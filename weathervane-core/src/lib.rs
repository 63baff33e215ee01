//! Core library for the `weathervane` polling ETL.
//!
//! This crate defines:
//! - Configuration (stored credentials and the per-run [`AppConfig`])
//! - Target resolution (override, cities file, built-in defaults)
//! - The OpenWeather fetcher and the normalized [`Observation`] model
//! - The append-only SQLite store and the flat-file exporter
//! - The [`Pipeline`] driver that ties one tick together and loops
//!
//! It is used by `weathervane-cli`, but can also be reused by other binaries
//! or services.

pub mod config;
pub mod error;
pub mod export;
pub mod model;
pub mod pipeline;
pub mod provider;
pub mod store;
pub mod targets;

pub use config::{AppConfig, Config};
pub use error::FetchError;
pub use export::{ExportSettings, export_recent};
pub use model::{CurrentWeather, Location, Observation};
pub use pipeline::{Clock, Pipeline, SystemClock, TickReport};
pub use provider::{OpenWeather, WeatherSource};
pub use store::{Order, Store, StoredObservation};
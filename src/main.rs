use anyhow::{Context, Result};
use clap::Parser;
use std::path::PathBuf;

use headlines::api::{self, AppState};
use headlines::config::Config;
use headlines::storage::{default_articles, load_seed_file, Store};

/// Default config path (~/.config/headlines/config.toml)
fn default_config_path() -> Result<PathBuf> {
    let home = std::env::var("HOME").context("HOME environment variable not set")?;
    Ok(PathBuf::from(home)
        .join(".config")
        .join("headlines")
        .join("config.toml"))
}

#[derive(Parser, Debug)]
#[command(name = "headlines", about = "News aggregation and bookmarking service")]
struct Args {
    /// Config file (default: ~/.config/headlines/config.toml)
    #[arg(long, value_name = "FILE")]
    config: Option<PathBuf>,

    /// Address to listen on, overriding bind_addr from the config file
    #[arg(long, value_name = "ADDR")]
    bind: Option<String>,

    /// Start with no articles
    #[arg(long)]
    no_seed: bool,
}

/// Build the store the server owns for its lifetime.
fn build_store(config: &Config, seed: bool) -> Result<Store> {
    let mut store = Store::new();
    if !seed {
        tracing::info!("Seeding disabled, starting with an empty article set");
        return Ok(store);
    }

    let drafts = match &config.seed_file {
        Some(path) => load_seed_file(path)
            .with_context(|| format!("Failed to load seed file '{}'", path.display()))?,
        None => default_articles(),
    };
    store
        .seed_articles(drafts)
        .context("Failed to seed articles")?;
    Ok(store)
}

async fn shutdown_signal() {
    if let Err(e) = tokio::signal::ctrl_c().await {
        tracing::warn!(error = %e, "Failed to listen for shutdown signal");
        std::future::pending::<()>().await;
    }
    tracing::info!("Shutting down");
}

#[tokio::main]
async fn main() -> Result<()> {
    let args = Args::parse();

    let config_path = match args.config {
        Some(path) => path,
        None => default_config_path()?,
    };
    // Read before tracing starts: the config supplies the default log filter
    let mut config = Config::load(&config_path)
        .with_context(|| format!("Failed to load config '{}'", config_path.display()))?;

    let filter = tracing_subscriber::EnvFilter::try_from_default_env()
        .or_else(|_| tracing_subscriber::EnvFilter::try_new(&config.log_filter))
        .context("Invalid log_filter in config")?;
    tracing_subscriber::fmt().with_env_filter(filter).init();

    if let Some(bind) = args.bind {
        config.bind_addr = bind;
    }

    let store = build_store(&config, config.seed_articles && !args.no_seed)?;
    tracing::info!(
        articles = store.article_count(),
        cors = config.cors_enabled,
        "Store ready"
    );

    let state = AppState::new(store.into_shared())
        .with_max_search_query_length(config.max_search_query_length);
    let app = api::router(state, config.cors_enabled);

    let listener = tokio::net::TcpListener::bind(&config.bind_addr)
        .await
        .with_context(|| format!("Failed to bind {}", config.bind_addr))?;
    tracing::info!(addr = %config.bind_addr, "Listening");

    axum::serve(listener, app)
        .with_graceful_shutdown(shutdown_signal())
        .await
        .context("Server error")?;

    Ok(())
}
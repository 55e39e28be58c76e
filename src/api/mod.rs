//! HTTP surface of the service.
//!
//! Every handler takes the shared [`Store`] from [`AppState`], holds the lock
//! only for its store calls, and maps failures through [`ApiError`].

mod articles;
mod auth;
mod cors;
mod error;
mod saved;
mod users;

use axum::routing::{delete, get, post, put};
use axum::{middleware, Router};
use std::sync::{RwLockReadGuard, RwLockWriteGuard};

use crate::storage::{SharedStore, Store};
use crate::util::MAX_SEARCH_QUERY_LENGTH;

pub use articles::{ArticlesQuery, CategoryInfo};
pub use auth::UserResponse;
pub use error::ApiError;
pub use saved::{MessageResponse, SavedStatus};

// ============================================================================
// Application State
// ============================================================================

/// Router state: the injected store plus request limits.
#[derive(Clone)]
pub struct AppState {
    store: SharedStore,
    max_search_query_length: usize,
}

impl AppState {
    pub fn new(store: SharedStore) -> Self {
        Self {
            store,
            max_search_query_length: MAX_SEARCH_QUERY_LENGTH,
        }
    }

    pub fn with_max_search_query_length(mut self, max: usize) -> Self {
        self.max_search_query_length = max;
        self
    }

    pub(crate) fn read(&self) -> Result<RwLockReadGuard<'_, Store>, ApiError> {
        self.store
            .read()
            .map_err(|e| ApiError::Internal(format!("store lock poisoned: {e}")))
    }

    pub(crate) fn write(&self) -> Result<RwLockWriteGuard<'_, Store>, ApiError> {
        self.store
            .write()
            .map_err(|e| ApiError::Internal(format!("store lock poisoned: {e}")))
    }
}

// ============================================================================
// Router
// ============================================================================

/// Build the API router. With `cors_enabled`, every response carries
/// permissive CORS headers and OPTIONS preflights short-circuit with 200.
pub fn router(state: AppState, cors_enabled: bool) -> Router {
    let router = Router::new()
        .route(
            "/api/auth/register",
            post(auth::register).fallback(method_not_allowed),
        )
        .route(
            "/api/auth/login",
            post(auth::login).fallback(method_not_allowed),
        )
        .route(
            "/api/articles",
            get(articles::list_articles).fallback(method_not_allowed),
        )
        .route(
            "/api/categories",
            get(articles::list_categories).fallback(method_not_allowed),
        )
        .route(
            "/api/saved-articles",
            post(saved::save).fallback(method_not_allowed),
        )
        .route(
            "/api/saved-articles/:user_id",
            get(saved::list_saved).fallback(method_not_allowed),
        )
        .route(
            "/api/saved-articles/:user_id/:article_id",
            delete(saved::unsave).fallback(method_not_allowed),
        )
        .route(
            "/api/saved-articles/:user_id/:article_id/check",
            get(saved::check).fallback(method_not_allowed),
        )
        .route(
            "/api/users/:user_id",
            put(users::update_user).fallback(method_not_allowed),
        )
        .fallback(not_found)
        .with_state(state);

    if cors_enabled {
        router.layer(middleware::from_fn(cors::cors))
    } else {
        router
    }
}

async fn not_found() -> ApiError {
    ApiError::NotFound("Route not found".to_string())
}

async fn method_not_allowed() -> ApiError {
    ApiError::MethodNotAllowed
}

Your objective: What is wanted is every line from the first line of the entries through the line that contains "pub mod export;", given again exactly.

Expected answer:
filename weathervane-core/src/lib.rs
repository 63baff33e215ee01
//! Core library for the `weathervane` polling ETL.
//!
//! This crate defines:
//! - Configuration (stored credentials and the per-run [`AppConfig`])
//! - Target resolution (override, cities file, built-in defaults)
//! - The OpenWeather fetcher and the normalized [`Observation`] model
//! - The append-only SQLite store and the flat-file exporter
//! - The [`Pipeline`] driver that ties one tick together and loops
//!
//! It is used by `weathervane-cli`, but can also be reused by other binaries
//! or services.

pub mod config;
pub mod error;
pub mod export;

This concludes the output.